* [Your instructions] Answer with a number only, giving how many lines in the data below include "PFRAME".

* [The records]

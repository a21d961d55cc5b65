//! Bookkeeping records of the buffers of a pool.
use std::os::unix::io::RawFd;

use crate::ioctl::BufferFlags;
use crate::memory::{PlaneKey, PlaneMemory};

/// What the decoder did with a CAPTURE buffer, as reported when dequeuing it.
#[derive(Debug, Clone, Copy, PartialEq, Eq, Default)]
pub enum DecodeStatus {
    #[default]
    Unknown,
    /// A frame was decoded into the buffer but must not be displayed yet.
    DecodingOnly,
    /// A frame was decoded into the buffer and can be displayed.
    DisplayDecoding,
    /// The buffer holds a previously decoded frame that is now to be displayed.
    DisplayOnly,
    /// The stream is over, nothing was decoded.
    DecodingFinished,
    /// The stream's resolution changed, buffers must be reallocated.
    ResolutionChanged,
}

/// Coding type of the frame held by a buffer.
#[derive(Debug, Clone, Copy, PartialEq, Eq, Default)]
pub enum FrameType {
    #[default]
    Other,
    I,
    P,
    B,
}

impl From<BufferFlags> for FrameType {
    fn from(flags: BufferFlags) -> Self {
        let kind = flags & (BufferFlags::KEYFRAME | BufferFlags::PFRAME | BufferFlags::BFRAME);
        if kind == BufferFlags::KEYFRAME {
            FrameType::I
        } else if kind == BufferFlags::PFRAME {
            FrameType::P
        } else if kind == BufferFlags::BFRAME {
            FrameType::B
        } else {
            FrameType::Other
        }
    }
}

/// One plane of a buffer.
#[derive(Debug, Default)]
pub struct Plane {
    pub memory: PlaneMemory,
    /// Size of the memory backing the plane. 0 if unknown.
    pub allocated_size: u32,
    /// Number of bytes of valid data.
    pub used_size: u32,
}

impl Plane {
    pub fn new(memory: PlaneMemory, allocated_size: u32) -> Self {
        Plane {
            memory,
            allocated_size,
            used_size: 0,
        }
    }

    /// Whether `size` bytes of data fit in the plane.
    pub fn fits(&self, size: u32) -> bool {
        self.allocated_size == 0 || size <= self.allocated_size
    }

    pub fn info(&self) -> PlaneInfo {
        PlaneInfo {
            addr: self.memory.address(),
            fd: self.memory.fd(),
            allocated_size: self.allocated_size,
            used_size: self.used_size,
        }
    }
}

/// Copy of the externally visible properties of a plane.
#[derive(Debug, Clone, Copy, Default, PartialEq, Eq)]
pub struct PlaneInfo {
    pub addr: Option<usize>,
    pub fd: Option<RawFd>,
    pub allocated_size: u32,
    pub used_size: u32,
}

/// State of one slot of a pool.
#[derive(Debug, Default)]
pub struct Buffer {
    pub(crate) index: usize,
    pub(crate) planes: Vec<Plane>,
    /// Currently owned by the driver.
    pub(crate) queued: bool,
    /// Memory has been attached to the slot.
    pub(crate) registered: bool,
    /// The driver may still reference the frame held by the slot.
    pub(crate) slot_in_use: bool,
    /// Number of outstanding driver references to the frame held by the slot.
    pub(crate) ref_count: u32,
    /// Opaque client value attached when queuing.
    pub(crate) tag: Option<usize>,
    pub(crate) status: DecodeStatus,
    pub(crate) frame_type: FrameType,
}

impl Buffer {
    pub fn new(index: usize, planes: Vec<Plane>, registered: bool) -> Self {
        Buffer {
            index,
            planes,
            registered,
            ..Default::default()
        }
    }

    pub fn index(&self) -> usize {
        self.index
    }

    pub fn planes(&self) -> &[Plane] {
        &self.planes
    }

    pub fn planes_mut(&mut self) -> &mut [Plane] {
        &mut self.planes
    }

    pub fn is_queued(&self) -> bool {
        self.queued
    }

    pub fn is_registered(&self) -> bool {
        self.registered
    }

    pub fn is_slot_in_use(&self) -> bool {
        self.slot_in_use
    }

    pub fn ref_count(&self) -> u32 {
        self.ref_count
    }

    pub fn tag(&self) -> Option<usize> {
        self.tag
    }

    pub fn set_status(&mut self, status: DecodeStatus) {
        self.status = status;
    }

    pub fn set_frame_type(&mut self, frame_type: FrameType) {
        self.frame_type = frame_type;
    }

    /// Key clients designate this buffer with.
    pub fn key(&self) -> Option<PlaneKey> {
        self.planes.first().and_then(|p| p.memory.key())
    }

    /// dma-buf fd of the first plane, used to match release descriptors.
    pub(crate) fn first_fd(&self) -> Option<RawFd> {
        self.planes.first().and_then(|p| p.memory.fd())
    }

    pub fn info(&self) -> BufferInfo {
        BufferInfo {
            index: self.index,
            planes: self.planes.iter().map(Plane::info).collect(),
            queued: self.queued,
            registered: self.registered,
            slot_in_use: self.slot_in_use,
            ref_count: self.ref_count,
            tag: self.tag,
            status: self.status,
            frame_type: self.frame_type,
        }
    }
}

/// Copy of the state of a buffer, handed out to clients.
#[derive(Debug, Clone, Default, PartialEq, Eq)]
pub struct BufferInfo {
    pub index: usize,
    pub planes: Vec<PlaneInfo>,
    pub queued: bool,
    pub registered: bool,
    pub slot_in_use: bool,
    pub ref_count: u32,
    pub tag: Option<usize>,
    pub status: DecodeStatus,
    pub frame_type: FrameType,
}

* [Expected output] 2